Much as Southerners correctly discerned the import of Lincoln's veiled threat, so, too, have Trump's many critics within the national security apparatus grasped the implications of his insistence that "endless wars" must indeed end. In the unlikely event that he ever delivers on his campaign promise to end the conflicts he inherited, all the claims, assumptions, and practices that together define the U.S. national security praxis will become subject to reexamination. Tug hard enough on this one dangling thread -- the wars that drag on and on -- and the entire fabric may well unravel.
The Decalogue Plus One
In other words, to acknowledge the folly of this country's endless wars will necessarily call into question the habits that people in and around Washington see as the essence of "American global leadership." Prominent among these are: (1) positioning U.S. forces in hundreds of bases abroad; (2) partitioning the whole planet into several contiguous regional military commands; (3) conferring security guarantees on dozens of nations, regardless of their ability to defend themselves or the values to which they subscribe; (4) maintaining the capability to project power to the remotest corners of the earth; (5) keeping in instant readiness a "triad" of nuclear strike forces; (6) endlessly searching for "breakthrough technologies" that will eliminate war's inherent risks and uncertainties; (7) unquestioningly absorbing the costs of maintaining a sprawling national security bureaucracy; (8) turning a blind eye to the corrupting influence of the military-industrial complex; and easily outpacing all other nations, friend and foe alike, in (9) weapons sales and (10) overall military spending.

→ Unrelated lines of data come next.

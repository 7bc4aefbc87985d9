//! Query system: parsing, phrase matching, scoring and result collection.

pub mod collector;
pub mod parser;
pub mod phrase;
#[allow(clippy::module_inception)]
pub mod query;
pub mod scorer;

pub use self::collector::{Collector, CountCollector, TopDocsCollector};
pub use self::parser::QueryParser;
pub use self::phrase::PhraseMatcher;
pub use self::query::{Clause, Query};
pub use self::scorer::{QueryScorer, ScoringConfig, idf};

use serde::{Deserialize, Serialize};

use crate::document::DocId;

/// A ranked document and its relevance score.
#[derive(Debug, Clone, Copy, PartialEq, Serialize, Deserialize)]
pub struct SearchHit {
    /// The document ID.
    pub doc_id: DocId,
    /// The relevance score.
    pub score: f32,
}

/// How much one query clause contributed to a document's score.
#[derive(Debug, Clone, PartialEq, Serialize, Deserialize)]
pub struct ClauseScore {
    /// The term, or the phrase in double quotes.
    pub clause: String,
    /// Contribution including the per-clause bonus.
    pub score: f32,
}

/// One page of search results.
#[derive(Debug, Clone, Default, PartialEq, Serialize, Deserialize)]
pub struct SearchResults {
    /// The hits on the requested page, best first.
    pub hits: Vec<SearchHit>,
    /// Total number of matching documents across all pages.
    pub total_hits: usize,
    /// Highest score among all matches, 0 when nothing matched.
    pub max_score: f32,
}

impl SearchResults {
    /// Document ids on this page, in rank order.
    pub fn doc_ids(&self) -> Vec<DocId> {
        self.hits.iter().map(|hit| hit.doc_id).collect()
    }

    pub fn is_empty(&self) -> bool {
        self.hits.is_empty()
    }

    pub fn len(&self) -> usize {
        self.hits.len()
    }
}
//! Postings: per-document occurrences of a term.

use std::collections::BTreeMap;

use serde::{Deserialize, Serialize};

use crate::document::DocId;

/// A single posting: where one term occurs inside one document.
///
/// `frequency()` is always `positions.len()`; positions are strictly
/// increasing.
#[derive(Debug, Clone, PartialEq, Serialize, Deserialize)]
pub struct Posting {
    /// Document ID.
    pub doc_id: DocId,
    /// Positions of the term in the document (for phrase queries).
    pub positions: Vec<u32>,
    /// Sum of the field weights of every occurrence.
    pub weighted_frequency: f32,
}

impl Posting {
    /// Create a posting with no occurrences yet.
    pub fn new(doc_id: DocId) -> Self {
        Posting {
            doc_id,
            positions: Vec::new(),
            weighted_frequency: 0.0,
        }
    }

    /// Record one occurrence at `position` in a field weighted `weight`.
    ///
    /// Positions must be added in increasing order.
    pub fn add_position(&mut self, position: u32, weight: f32) {
        debug_assert!(self.positions.last().is_none_or(|&last| last < position));
        self.positions.push(position);
        self.weighted_frequency += weight;
    }

    /// Get the term frequency.
    pub fn frequency(&self) -> u32 {
        self.positions.len() as u32
    }

    pub fn positions(&self) -> &[u32] {
        &self.positions
    }

    pub fn has_position(&self, position: u32) -> bool {
        self.positions.binary_search(&position).is_ok()
    }
}

/// All postings of one term, keyed and ordered by document id.
#[derive(Debug, Clone, Default, PartialEq, Serialize, Deserialize)]
pub struct PostingList {
    postings: BTreeMap<DocId, Posting>,
}

impl PostingList {
    pub fn new() -> Self {
        PostingList::default()
    }

    /// Insert or replace the posting for its document.
    pub fn insert(&mut self, posting: Posting) -> Option<Posting> {
        self.postings.insert(posting.doc_id, posting)
    }

    pub fn remove(&mut self, doc_id: DocId) -> Option<Posting> {
        self.postings.remove(&doc_id)
    }

    pub fn get(&self, doc_id: DocId) -> Option<&Posting> {
        self.postings.get(&doc_id)
    }

    /// Number of documents containing the term.
    pub fn len(&self) -> usize {
        self.postings.len()
    }

    pub fn is_empty(&self) -> bool {
        self.postings.is_empty()
    }

    /// Postings in ascending document id order.
    pub fn iter(&self) -> impl Iterator<Item = &Posting> {
        self.postings.values()
    }

    pub fn doc_ids(&self) -> impl Iterator<Item = DocId> + '_ {
        self.postings.keys().copied()
    }

    /// Postings together with the document id they are filed under.
    pub fn entries(&self) -> impl Iterator<Item = (DocId, &Posting)> {
        self.postings.iter().map(|(doc_id, posting)| (*doc_id, posting))
    }
}
//! Index store: configuration, postings, the inverted index and its
//! thread-safe handle.

pub mod config;
pub mod inverted;
pub mod posting;
pub mod search_index;
pub mod snapshot;

pub use config::IndexConfig;
pub use inverted::{DocumentPostings, IndexStats, InvertedIndex};
pub use posting::{Posting, PostingList};
pub use search_index::SearchIndex;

Complementing this Decalogue, inscribed not on two tablets but in thousands of pages of stupefyingly bureaucratic prose, is an unwritten eleventh commandment: Thou shalt not prevent the commander-in-chief from doing what he deems necessary. Call it all D+1. In theory, the Constitution endows Congress with the authority to prevent any president from initiating, prolonging, or expanding a war. In practice, Congress has habitually deferred to an increasingly imperial presidency and treated the war-powers provisions of the Constitution as non-binding.

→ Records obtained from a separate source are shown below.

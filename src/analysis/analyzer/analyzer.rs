//! Core analyzer trait definition.
//!
//! Analyzers are the complete text processing pipeline used for both
//! documents and queries:
//!
//! ```text
//! Raw Text → Tokenizer → Filter 1 → ... → Filter N → Terms
//! ```
//!
//! Indexing and query parsing must go through the same analyzer, otherwise a
//! query term can never equal an indexed term.

use crate::analysis::term::Term;
use crate::analysis::token::TokenStream;
use crate::error::Result;

pub trait Analyzer: Send + Sync {
    fn analyze(&self, text: &str) -> Result<TokenStream>;

    fn name(&self) -> &'static str;

    /// Analyze `text` into terms with dense positions.
    ///
    /// Positions count surviving tokens only, so a removed stop word does
    /// not leave a hole between its neighbours.
    fn terms(&self, text: &str) -> Result<Vec<(Term, u32)>> {
        Ok(self
            .analyze(text)?
            .filter(|token| !token.is_stopped() && !token.is_empty())
            .enumerate()
            .map(|(position, token)| (Term::from(token.text), position as u32))
            .collect())
    }
}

This Decalogue-plus-one has been with us for decades. It first emerged during the early phases of the Cold War. Its godfathers included such distinguished (if today largely forgotten) figures as Paul Nitze, principal author of a famously unhinged policy paper known as NSC-68, and General Curtis LeMay, who transformed the Strategic Air Command into a "cocked weapon" capable of obliterating humankind.

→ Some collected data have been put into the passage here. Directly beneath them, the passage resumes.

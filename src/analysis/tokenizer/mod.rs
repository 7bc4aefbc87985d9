//! Tokenizer implementations for text analysis.
//!
//! Tokenizers are the first step of the analysis pipeline: they split input
//! text into [`Token`](crate::analysis::token::Token)s without changing their
//! content.
//!
//! # Available Tokenizers
//!
//! - [`unicode_word::UnicodeWordTokenizer`] - Unicode word boundaries (UAX #29)
//! - [`whitespace::WhitespaceTokenizer`] - Splits on whitespace characters
//!
//! # Examples
//!
//! ```
//! use sift::analysis::tokenizer::Tokenizer;
//! use sift::analysis::tokenizer::whitespace::WhitespaceTokenizer;
//!
//! let tokenizer = WhitespaceTokenizer::new();
//! let tokens: Vec<_> = tokenizer.tokenize("Hello world").unwrap().collect();
//! assert_eq!(tokens.len(), 2);
//! ```

use crate::analysis::token::TokenStream;
use crate::error::Result;

/// Trait for tokenizers that convert text into tokens.
///
/// The trait requires `Send + Sync` so analyzers can be shared between the
/// writer and concurrent searchers.
pub trait Tokenizer: Send + Sync {
    /// Tokenize the given text into a stream of tokens.
    fn tokenize(&self, text: &str) -> Result<TokenStream>;

    /// Get the name of this tokenizer (for debugging and configuration).
    fn name(&self) -> &'static str;
}

pub mod unicode_word;
pub mod whitespace;

pub use unicode_word::UnicodeWordTokenizer;
pub use whitespace::WhitespaceTokenizer;
//! Command line interface for the sift binary.

pub mod args;
pub mod commands;
pub mod output;

pub use args::*;
pub use commands::*;
pub use output::*;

During the 1960s, better-dead-than-Red began to fall from favor and a doctrine of "flexible response" became all the rage. In those years, as an approach to waging, and therefore perpetuating the Cold War, D+1 achieved maturity. At that very juncture, the search for fresh thinking to justify existing policies vaulted the likes of Robert McNamara and Maxwell Taylor into positions of authority as secretary of defense and chairman of the Joint Chiefs of Staff.
The Vietnam War put the American military establishment's capacity for flexibility to the test. That test did not go well, with Secretary McNamara and General Taylor prominent among the officials whose reputations did not survive. Remarkably, however, amid the carnage of that war, D+1 did survive all but unscathed. Vietnam was surely a debacle, but as long as the Cold War persisted, asking first-order questions about the basic organization of "national security" appeared just too risky. So the Decalogue emerged with hardly a scratch. Notwithstanding the disappointing presidencies of Lyndon Johnson and Richard Nixon, so, too, did the Eleventh Commandment.